А гости начинают не только хлопать, но и притоптывать в такт.
– Но пламенем он вспыхнул в том, кто мог его понять! – повторяю я, легонько постукивая кончиками пальцев по вискам в ритм толпы. – Кто знал тебя в день брачный твой
– Но пламенем он вспыхнул в том, кто мог его понять, кто знал тебя в день брачный твой! – подхватывают гости.
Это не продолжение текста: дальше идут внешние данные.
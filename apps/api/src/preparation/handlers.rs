//! Axum route handlers for the Preparation API.

use axum::{
    extract::{Path, Query, State},
    Json,
};
use serde::Deserialize;
use serde_json::Value;
use uuid::Uuid;

use crate::errors::AppError;
use crate::preparation::models::{PreparationState, PreparationStatus};
use crate::state::AppState;
use crate::usage::handlers::UserIdQuery;

#[derive(Debug, Deserialize)]
pub struct PrepareRequest {
    pub user_id: Uuid,
}

/// POST /api/applications/:id/prepare
///
/// Runs analysis, CV tailoring, and the cover letter for one application. A run that
/// ends `failed` is reported as GENERATION_FAILED; whatever it persisted stays
/// readable through the GET endpoint.
pub async fn handle_prepare(
    State(state): State<AppState>,
    Path(application_id): Path<Uuid>,
    Json(request): Json<PrepareRequest>,
) -> Result<Json<PreparationState>, AppError> {
    let preparation = state
        .orchestrator
        .prepare(request.user_id, application_id)
        .await?;

    if preparation.status == PreparationStatus::Failed {
        let reason = preparation
            .metadata
            .get("error")
            .and_then(Value::as_str)
            .unwrap_or("Preparation failed")
            .to_string();
        return Err(AppError::GenerationFailed(reason));
    }

    Ok(Json(preparation))
}

/// GET /api/applications/:id/preparation
pub async fn handle_get_preparation(
    State(state): State<AppState>,
    Path(application_id): Path<Uuid>,
    Query(params): Query<UserIdQuery>,
) -> Result<Json<PreparationState>, AppError> {
    let preparation = state
        .orchestrator
        .current_state(params.user_id, application_id)
        .await?;
    Ok(Json(preparation))
}
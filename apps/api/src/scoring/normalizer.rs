//! Scoring normalizer: turns whatever the generation service returned into a canonical
//! `MatchResult`, or computes a deterministic keyword-overlap score when it returned
//! nothing usable.
//!
//! `normalize` never fails. Deciding whether the AI call "worked" is the caller's job;
//! the `method` field tells it which path produced the result.

use std::collections::BTreeSet;

use serde::{Deserialize, Deserializer, Serialize};
use serde_json::Value;

use crate::llm_client::strip_json_fences;
use crate::scoring::keywords::tokenize;

/// Which path produced a result.
#[derive(Debug, Clone, Copy, PartialEq, Eq, Serialize, Deserialize)]
#[serde(rename_all = "lowercase")]
pub enum ScoringMethod {
    Ai,
    Basic,
}

impl ScoringMethod {
    pub fn as_str(&self) -> &'static str {
        match self {
            ScoringMethod::Ai => "ai",
            ScoringMethod::Basic => "basic",
        }
    }
}

/// Canonical match / ATS score. `score` is always within 0–100.
#[derive(Debug, Clone, PartialEq, Serialize, Deserialize)]
pub struct MatchResult {
    pub score: u8,
    pub matched_factors: BTreeSet<String>,
    pub missing_factors: BTreeSet<String>,
    pub explanation: String,
    pub method: ScoringMethod,
}

/// Text the fallback scorer compares.
#[derive(Debug, Clone, Copy)]
pub struct ScoringInput<'a> {
    /// Candidate skills / CV text.
    pub candidate_text: &'a str,
    /// Job requirements / description text.
    pub requirements_text: &'a str,
}

/// Shape the AI is asked to return. Accepts camelCase aliases and numeric strings.
#[derive(Debug, Deserialize)]
struct AiMatchPayload {
    #[serde(deserialize_with = "lenient_score")]
    score: f64,
    #[serde(default, alias = "matchedFactors", alias = "matched_skills")]
    matched_factors: Vec<String>,
    #[serde(default, alias = "missingFactors", alias = "missing_skills")]
    missing_factors: Vec<String>,
    #[serde(default)]
    explanation: Option<String>,
}

fn lenient_score<'de, D>(deserializer: D) -> Result<f64, D::Error>
where
    D: Deserializer<'de>,
{
    use serde::de::Error;

    let value = Value::deserialize(deserializer)?;
    let score = match &value {
        Value::Number(n) => n.as_f64(),
        Value::String(s) => s.trim().trim_end_matches('%').trim().parse::<f64>().ok(),
        _ => None,
    };
    score
        .filter(|s| s.is_finite())
        .ok_or_else(|| D::Error::custom(format!("score is not numeric: {value}")))
}

/// Normalizes a raw AI response, falling back to keyword overlap when it is absent
/// or malformed.
pub fn normalize(raw: Option<&Value>, input: &ScoringInput<'_>) -> MatchResult {
    match raw.and_then(parse_ai_payload) {
        Some(payload) => from_ai_payload(payload),
        None => basic_match(input),
    }
}

fn parse_ai_payload(raw: &Value) -> Option<AiMatchPayload> {
    match raw {
        // Some models return the JSON object as a string, sometimes fenced.
        Value::String(text) => serde_json::from_str(strip_json_fences(text)).ok(),
        Value::Object(_) => serde_json::from_value(raw.clone()).ok(),
        _ => None,
    }
}

fn from_ai_payload(payload: AiMatchPayload) -> MatchResult {
    let score = payload.score.round().clamp(0.0, 100.0) as u8;
    let matched_factors = clean_factors(payload.matched_factors);
    let missing_factors = clean_factors(payload.missing_factors);

    let explanation = payload
        .explanation
        .map(|e| e.trim().to_string())
        .filter(|e| !e.is_empty())
        .unwrap_or_else(|| summarize(score, &matched_factors, &missing_factors));

    MatchResult {
        score,
        matched_factors,
        missing_factors,
        explanation,
        method: ScoringMethod::Ai,
    }
}

fn clean_factors(factors: Vec<String>) -> BTreeSet<String> {
    factors
        .into_iter()
        .map(|f| f.trim().to_string())
        .filter(|f| !f.is_empty())
        .collect()
}

fn summarize(score: u8, matched: &BTreeSet<String>, missing: &BTreeSet<String>) -> String {
    format!(
        "Match score {score}/100 with {} matched and {} missing factors.",
        matched.len(),
        missing.len()
    )
}

/// Deterministic keyword-overlap score:
/// `|candidate ∩ required| / |required| × 100`, rounded.
pub fn basic_match(input: &ScoringInput<'_>) -> MatchResult {
    let candidate = tokenize(input.candidate_text);
    let required = tokenize(input.requirements_text);

    let matched_factors: BTreeSet<String> = required.intersection(&candidate).cloned().collect();
    let missing_factors: BTreeSet<String> = required.difference(&candidate).cloned().collect();

    let score = if required.is_empty() {
        0
    } else {
        ((matched_factors.len() as f64 / required.len() as f64) * 100.0)
            .round()
            .clamp(0.0, 100.0) as u8
    };

    let explanation = format!(
        "AI analysis unavailable; score estimated from keyword overlap \
        ({} of {} requirement keywords found in the CV).",
        matched_factors.len(),
        required.len()
    );

    MatchResult {
        score,
        matched_factors,
        missing_factors,
        explanation,
        method: ScoringMethod::Basic,
    }
}

/// JSON schema the generation service must satisfy for match scoring.
pub fn match_schema() -> Value {
    serde_json::json!({
        "title": "match_result",
        "type": "object",
        "required": ["score", "matched_factors", "missing_factors", "explanation"],
        "properties": {
            "score": {"type": "integer", "minimum": 0, "maximum": 100},
            "matched_factors": {"type": "array", "items": {"type": "string"}},
            "missing_factors": {"type": "array", "items": {"type": "string"}},
            "explanation": {"type": "string"}
        }
    })
}

#[cfg(test)]
mod tests {
    use super::*;
    use serde_json::json;

    const CV: &str = "Senior backend engineer. Rust, PostgreSQL, Kubernetes, gRPC.";
    const JD: &str = "We need Rust and Kafka on Kubernetes.";

    fn input() -> ScoringInput<'static> {
        ScoringInput {
            candidate_text: CV,
            requirements_text: JD,
        }
    }

    #[test]
    fn test_well_formed_payload_is_ai() {
        let raw = json!({
            "score": 82,
            "matched_factors": ["Rust", "Kubernetes"],
            "missing_factors": ["Kafka"],
            "explanation": "Solid systems background."
        });
        let result = normalize(Some(&raw), &input());
        assert_eq!(result.method, ScoringMethod::Ai);
        assert_eq!(result.score, 82);
        assert!(result.matched_factors.contains("Rust"));
        assert_eq!(result.explanation, "Solid systems background.");
    }

    #[test]
    fn test_out_of_range_scores_are_clamped() {
        let high = normalize(Some(&json!({"score": 140})), &input());
        let low = normalize(Some(&json!({"score": -3.5})), &input());
        assert_eq!(high.score, 100);
        assert_eq!(low.score, 0);
        assert_eq!(high.method, ScoringMethod::Ai);
    }

    #[test]
    fn test_numeric_string_and_camel_case_accepted() {
        let raw = json!({"score": "67%", "matchedFactors": ["Rust"], "missingFactors": []});
        let result = normalize(Some(&raw), &input());
        assert_eq!(result.method, ScoringMethod::Ai);
        assert_eq!(result.score, 67);
        assert!(result.matched_factors.contains("Rust"));
        assert!(result.explanation.contains("67/100"));
    }

    #[test]
    fn test_fenced_json_string_is_parsed() {
        let raw = Value::String("```json\n{\"score\": 55}\n```".to_string());
        let result = normalize(Some(&raw), &input());
        assert_eq!(result.method, ScoringMethod::Ai);
        assert_eq!(result.score, 55);
    }

    #[test]
    fn test_none_falls_back_to_basic() {
        let result = normalize(None, &input());
        assert_eq!(result.method, ScoringMethod::Basic);
        assert!(result.score <= 100);
        assert!(result.explanation.contains("AI analysis unavailable"));
    }

    #[test]
    fn test_malformed_inputs_fall_back_to_basic() {
        let malformed = [
            json!(null),
            json!([1, 2, 3]),
            json!({"score": "high"}),
            json!({"matched_factors": ["Rust"]}),
            json!({"score": 50, "matched_factors": [1, 2]}),
            json!("not json at all"),
            json!(true),
        ];
        for raw in &malformed {
            let result = normalize(Some(raw), &input());
            assert_eq!(result.method, ScoringMethod::Basic, "input: {raw}");
            assert!(result.score <= 100);
        }
    }

    #[test]
    fn test_basic_score_is_overlap_ratio() {
        // Required tokens: need, rust, kafka, kubernetes → 2 of 4 matched.
        let result = basic_match(&input());
        assert_eq!(result.score, 50);
        assert_eq!(
            result.matched_factors,
            BTreeSet::from(["kubernetes".to_string(), "rust".to_string()])
        );
        assert!(result.missing_factors.contains("kafka"));
    }

    #[test]
    fn test_basic_with_no_requirements_scores_zero() {
        let result = basic_match(&ScoringInput {
            candidate_text: CV,
            requirements_text: "",
        });
        assert_eq!(result.score, 0);
        assert!(result.matched_factors.is_empty());
    }

    #[test]
    fn test_basic_full_overlap_scores_100() {
        let result = basic_match(&ScoringInput {
            candidate_text: "rust kafka",
            requirements_text: "Rust, Kafka",
        });
        assert_eq!(result.score, 100);
    }

    #[test]
    fn test_method_serializes_lowercase() {
        assert_eq!(serde_json::to_value(ScoringMethod::Basic).unwrap(), json!("basic"));
    }
}
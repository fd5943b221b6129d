use anyhow::{bail, Result};
use sqlx::postgres::PgPoolOptions;
use sqlx::PgPool;
use tracing::info;

/// Tables the Postgres stores read and write.
const REQUIRED_TABLES: [&str; 5] = [
    "users",
    "usage_records",
    "usage_events",
    "applications",
    "application_preparations",
];

/// Creates a PostgreSQL connection pool and checks the schema is in place.
pub async fn create_pool(database_url: &str) -> Result<PgPool> {
    info!("Connecting to PostgreSQL...");

    let pool = PgPoolOptions::new()
        .max_connections(10)
        .acquire_timeout(std::time::Duration::from_secs(5))
        .connect(database_url)
        .await?;

    verify_schema(&pool).await?;
    info!("PostgreSQL connection pool established");
    Ok(pool)
}

/// Fails startup with the list of missing tables instead of erroring per request later.
async fn verify_schema(pool: &PgPool) -> Result<()> {
    let mut missing = Vec::new();
    for table in REQUIRED_TABLES {
        let found: Option<String> = sqlx::query_scalar("SELECT to_regclass($1)::text")
            .bind(table)
            .fetch_one(pool)
            .await?;
        if found.is_none() {
            missing.push(table);
        }
    }

    if !missing.is_empty() {
        bail!(
            "Database schema is missing tables: {}. Apply apps/api/migrations first.",
            missing.join(", ")
        );
    }
    Ok(())
}
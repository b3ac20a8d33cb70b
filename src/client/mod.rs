//! Client side of the todo API: login state, HTTP calls and view state.

pub mod api;
pub mod board;
pub mod navigation;
pub mod session;

pub use api::{ApiClient, ClientError};
pub use board::TodoBoard;
pub use navigation::{resolve, Navigation, View};
pub use session::{FileStore, MemoryStore, Session, SessionState, SessionStore, StorageError};
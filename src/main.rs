use std::{net::SocketAddr, sync::Arc};

use axum::Server;
use tracing_subscriber::{layer::SubscriberExt, util::SubscriberInitExt, EnvFilter};

use todo_auth_api::{config::Config, db, route::create_app, AppState};

// Entry point of the application
#[tokio::main]
async fn main() {
    dotenv::dotenv().ok();

    tracing_subscriber::registry()
        .with(
            EnvFilter::try_from_default_env()
                .unwrap_or_else(|_| "todo_auth_api=debug,tower_http=debug".into()),
        )
        .with(tracing_subscriber::fmt::layer())
        .init();

    // Refuse to start without a signing secret
    let config = match Config::from_env() {
        Ok(config) => config,
        Err(err) => {
            tracing::error!(error = %err, "invalid configuration");
            std::process::exit(1);
        }
    };

    let pool = match db::connect(&config.database_url).await {
        Ok(pool) => pool,
        Err(err) => {
            tracing::error!(error = %err, "failed to connect to the database");
            std::process::exit(1);
        }
    };

    if let Err(err) = db::init_schema(&pool).await {
        tracing::error!(error = %err, "database initialization failed");
        std::process::exit(1);
    }

    let app_state = Arc::new(AppState::new(pool, &config));
    let app = create_app(app_state, config.cors_origin.as_deref());

    let addr = SocketAddr::from(([0, 0, 0, 0], config.port));
    tracing::info!(%addr, "server started");

    if let Err(err) = Server::bind(&addr).serve(app.into_make_service()).await {
        tracing::error!(error = %err, "server error");
        std::process::exit(1);
    }
}
use serde::{Deserialize, Serialize};

// Data model representing a Todo item owned by a single user
#[derive(Debug, Clone, PartialEq, Eq, sqlx::FromRow, Serialize, Deserialize)]
pub struct Todo {
    pub id: i64,
    pub title: String,
    pub completed: bool,
    pub owner_id: i64,
}

// Stored user row. Never serialized: the hash stays server side.
#[derive(Debug, Clone, sqlx::FromRow)]
pub struct User {
    pub id: i64,
    pub username: String,
    pub password_hash: String,
}

// Public view of a user, as returned by the auth endpoints
#[derive(Debug, Clone, PartialEq, Eq, Serialize, Deserialize)]
pub struct UserInfo {
    pub id: i64,
    pub username: String,
}

impl From<&User> for UserInfo {
    fn from(user: &User) -> Self {
        Self {
            id: user.id,
            username: user.username.clone(),
        }
    }
}

/// Verified requester, attached to the request by the auth middleware.
#[derive(Debug, Clone, PartialEq, Eq)]
pub struct Identity {
    pub user_id: i64,
    pub username: String,
}

/// Fields a caller may change on a todo. `None` leaves the stored value alone.
#[derive(Debug, Clone, Default, PartialEq, Eq, Serialize, Deserialize)]
pub struct TodoChanges {
    #[serde(default, skip_serializing_if = "Option::is_none")]
    pub title: Option<String>,
    #[serde(default, skip_serializing_if = "Option::is_none")]
    pub completed: Option<bool>,
}
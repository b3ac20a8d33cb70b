use std::env;

pub const DEFAULT_PORT: u16 = 5000;
pub const DEFAULT_DATABASE_URL: &str = "sqlite://todos.db";
pub const DEFAULT_BCRYPT_COST: u32 = 10;

#[derive(Debug, thiserror::Error, PartialEq, Eq)]
pub enum ConfigError {
    #[error("JWT_SECRET must be set to a non-empty value")]
    MissingSecret,
    #[error("invalid value {value:?} for {key}")]
    Invalid { key: &'static str, value: String },
}

/// Process configuration, read from the environment (and `.env`).
#[derive(Debug, Clone)]
pub struct Config {
    pub port: u16,
    pub jwt_secret: String,
    pub database_url: String,
    pub cors_origin: Option<String>,
    pub bcrypt_cost: u32,
}

impl Config {
    pub fn from_env() -> Result<Self, ConfigError> {
        Self::from_lookup(|key| env::var(key).ok())
    }

    /// Build the config from an arbitrary key lookup.
    pub fn from_lookup<F>(lookup: F) -> Result<Self, ConfigError>
    where
        F: Fn(&str) -> Option<String>,
    {
        let jwt_secret = lookup("JWT_SECRET")
            .filter(|s| !s.is_empty())
            .ok_or(ConfigError::MissingSecret)?;

        let port = match lookup("PORT") {
            Some(value) => value
                .parse::<u16>()
                .map_err(|_| ConfigError::Invalid { key: "PORT", value })?,
            None => DEFAULT_PORT,
        };

        let bcrypt_cost = match lookup("BCRYPT_COST") {
            Some(value) => value
                .parse::<u32>()
                .ok()
                .filter(|cost| (4..=31).contains(cost))
                .ok_or(ConfigError::Invalid {
                    key: "BCRYPT_COST",
                    value,
                })?,
            None => DEFAULT_BCRYPT_COST,
        };

        Ok(Self {
            port,
            jwt_secret,
            database_url: lookup("DATABASE_URL")
                .unwrap_or_else(|| DEFAULT_DATABASE_URL.to_string()),
            cors_origin: lookup("CORS_ORIGIN").filter(|s| !s.is_empty()),
            bcrypt_cost,
        })
    }
}

#[cfg(test)]
mod tests {
    use std::collections::HashMap;

    use super::*;

    fn lookup(pairs: &[(&str, &str)]) -> impl Fn(&str) -> Option<String> {
        let map: HashMap<String, String> = pairs
            .iter()
            .map(|(k, v)| (k.to_string(), v.to_string()))
            .collect();
        move |key| map.get(key).cloned()
    }

    #[test]
    fn secret_is_required() {
        assert_eq!(
            Config::from_lookup(lookup(&[])).unwrap_err(),
            ConfigError::MissingSecret
        );
        assert_eq!(
            Config::from_lookup(lookup(&[("JWT_SECRET", "")])).unwrap_err(),
            ConfigError::MissingSecret
        );
    }

    #[test]
    fn defaults_apply() {
        let config = Config::from_lookup(lookup(&[("JWT_SECRET", "s3cret")])).unwrap();
        assert_eq!(config.port, DEFAULT_PORT);
        assert_eq!(config.database_url, DEFAULT_DATABASE_URL);
        assert_eq!(config.cors_origin, None);
        assert_eq!(config.bcrypt_cost, DEFAULT_BCRYPT_COST);
    }

    #[test]
    fn rejects_bad_numbers() {
        let err = Config::from_lookup(lookup(&[("JWT_SECRET", "s"), ("PORT", "http")]))
            .unwrap_err();
        assert!(matches!(err, ConfigError::Invalid { key: "PORT", .. }));

        let err = Config::from_lookup(lookup(&[("JWT_SECRET", "s"), ("BCRYPT_COST", "2")]))
            .unwrap_err();
        assert!(matches!(err, ConfigError::Invalid { key: "BCRYPT_COST", .. }));
    }
}
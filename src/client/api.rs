use reqwest::{Client, RequestBuilder, Response, StatusCode};
use serde::de::DeserializeOwned;

use super::session::{Session, StorageError};
use crate::{
    model::{Todo, TodoChanges, UserInfo},
    schema::{CreateTodoSchema, ErrorResponse, LoginResponse, LoginSchema, RegisterSchema},
};

#[derive(Debug, thiserror::Error)]
pub enum ClientError {
    /// The server rejected the session token; the session has been logged out.
    #[error("session expired, please log in again")]
    SessionExpired,
    #[error("{message}")]
    Api { status: StatusCode, message: String },
    #[error("request failed: {0}")]
    Http(#[from] reqwest::Error),
    #[error(transparent)]
    Storage(#[from] StorageError),
}

/// HTTP client for the todo API. Session state is passed in per call.
#[derive(Debug, Clone)]
pub struct ApiClient {
    http: Client,
    base_url: String,
}

impl ApiClient {
    pub fn new(base_url: impl Into<String>) -> Self {
        Self {
            http: Client::new(),
            base_url: base_url.into().trim_end_matches('/').to_string(),
        }
    }

    pub async fn register(
        &self,
        session: &mut Session,
        username: &str,
        password: &str,
    ) -> Result<UserInfo, ClientError> {
        let body = RegisterSchema {
            username: Some(username.to_string()),
            password: Some(password.to_string()),
        };
        let request = self.http.post(self.url("/auth/register")).json(&body);
        self.send(session, request).await
    }

    /// Log in and store the returned token and user in `session`.
    pub async fn login(
        &self,
        session: &mut Session,
        username: &str,
        password: &str,
    ) -> Result<UserInfo, ClientError> {
        let body = LoginSchema {
            username: Some(username.to_string()),
            password: Some(password.to_string()),
        };
        let request = self.http.post(self.url("/auth/login")).json(&body);
        let LoginResponse { token, user } = self.send(session, request).await?;
        session.login(token, user.clone())?;
        Ok(user)
    }

    pub async fn list_todos(&self, session: &mut Session) -> Result<Vec<Todo>, ClientError> {
        let request = self.authorized(session, self.http.get(self.url("/todos")));
        self.send(session, request).await
    }

    pub async fn create_todo(
        &self,
        session: &mut Session,
        title: &str,
    ) -> Result<Todo, ClientError> {
        let body = CreateTodoSchema {
            title: Some(title.to_string()),
        };
        let request = self.http.post(self.url("/todos")).json(&body);
        let request = self.authorized(session, request);
        self.send(session, request).await
    }

    pub async fn update_todo(
        &self,
        session: &mut Session,
        id: i64,
        changes: &TodoChanges,
    ) -> Result<Todo, ClientError> {
        let request = self.http.put(self.url(&format!("/todos/{id}"))).json(changes);
        let request = self.authorized(session, request);
        self.send(session, request).await
    }

    pub async fn delete_todo(&self, session: &mut Session, id: i64) -> Result<(), ClientError> {
        let request = self.http.delete(self.url(&format!("/todos/{id}")));
        let request = self.authorized(session, request);
        let _: serde_json::Value = self.send(session, request).await?;
        Ok(())
    }

    fn url(&self, path: &str) -> String {
        format!("{}{}", self.base_url, path)
    }

    fn authorized(&self, session: &Session, request: RequestBuilder) -> RequestBuilder {
        match session.token() {
            Some(token) => request.bearer_auth(token),
            None => request,
        }
    }

    async fn send<T: DeserializeOwned>(
        &self,
        session: &mut Session,
        request: RequestBuilder,
    ) -> Result<T, ClientError> {
        let response = request.send().await?;
        let status = response.status();

        if status == StatusCode::UNAUTHORIZED || status == StatusCode::FORBIDDEN {
            tracing::debug!(%status, "session rejected, logging out");
            session.logout()?;
            return Err(ClientError::SessionExpired);
        }

        if !status.is_success() {
            return Err(api_error(status, response).await);
        }

        Ok(response.json::<T>().await?)
    }
}

async fn api_error(status: StatusCode, response: Response) -> ClientError {
    let message = match response.json::<ErrorResponse>().await {
        Ok(body) => body.error,
        Err(_) => status
            .canonical_reason()
            .unwrap_or("request failed")
            .to_string(),
    };
    ClientError::Api { status, message }
}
– Когда могла ты вспыхнуть вдруг… – хором провозглашаем мы с Линор, наблюдая, как Александр уводит Эльмиру обратно к кафедре.
А я снова кидаюсь к двери в комнату.
– Хоть счастье было пред тобой
– Хоть счастье было пред тобой
– И, весь любовь, мир цвел вокруг.
– И, весь любовь, мир цвел вокруг.
А потом мы все хором – толпа, Линор и я, под аккомпанемент громких хлопков повторяем:
– Я помню: ты в день брачный твой, как от стыда, зарделась вдруг!
Я торопливо записываю последнюю строфу стихотворения у себя в комнате, в бледном свете лампы, а за окном повисает невыносимая тишина.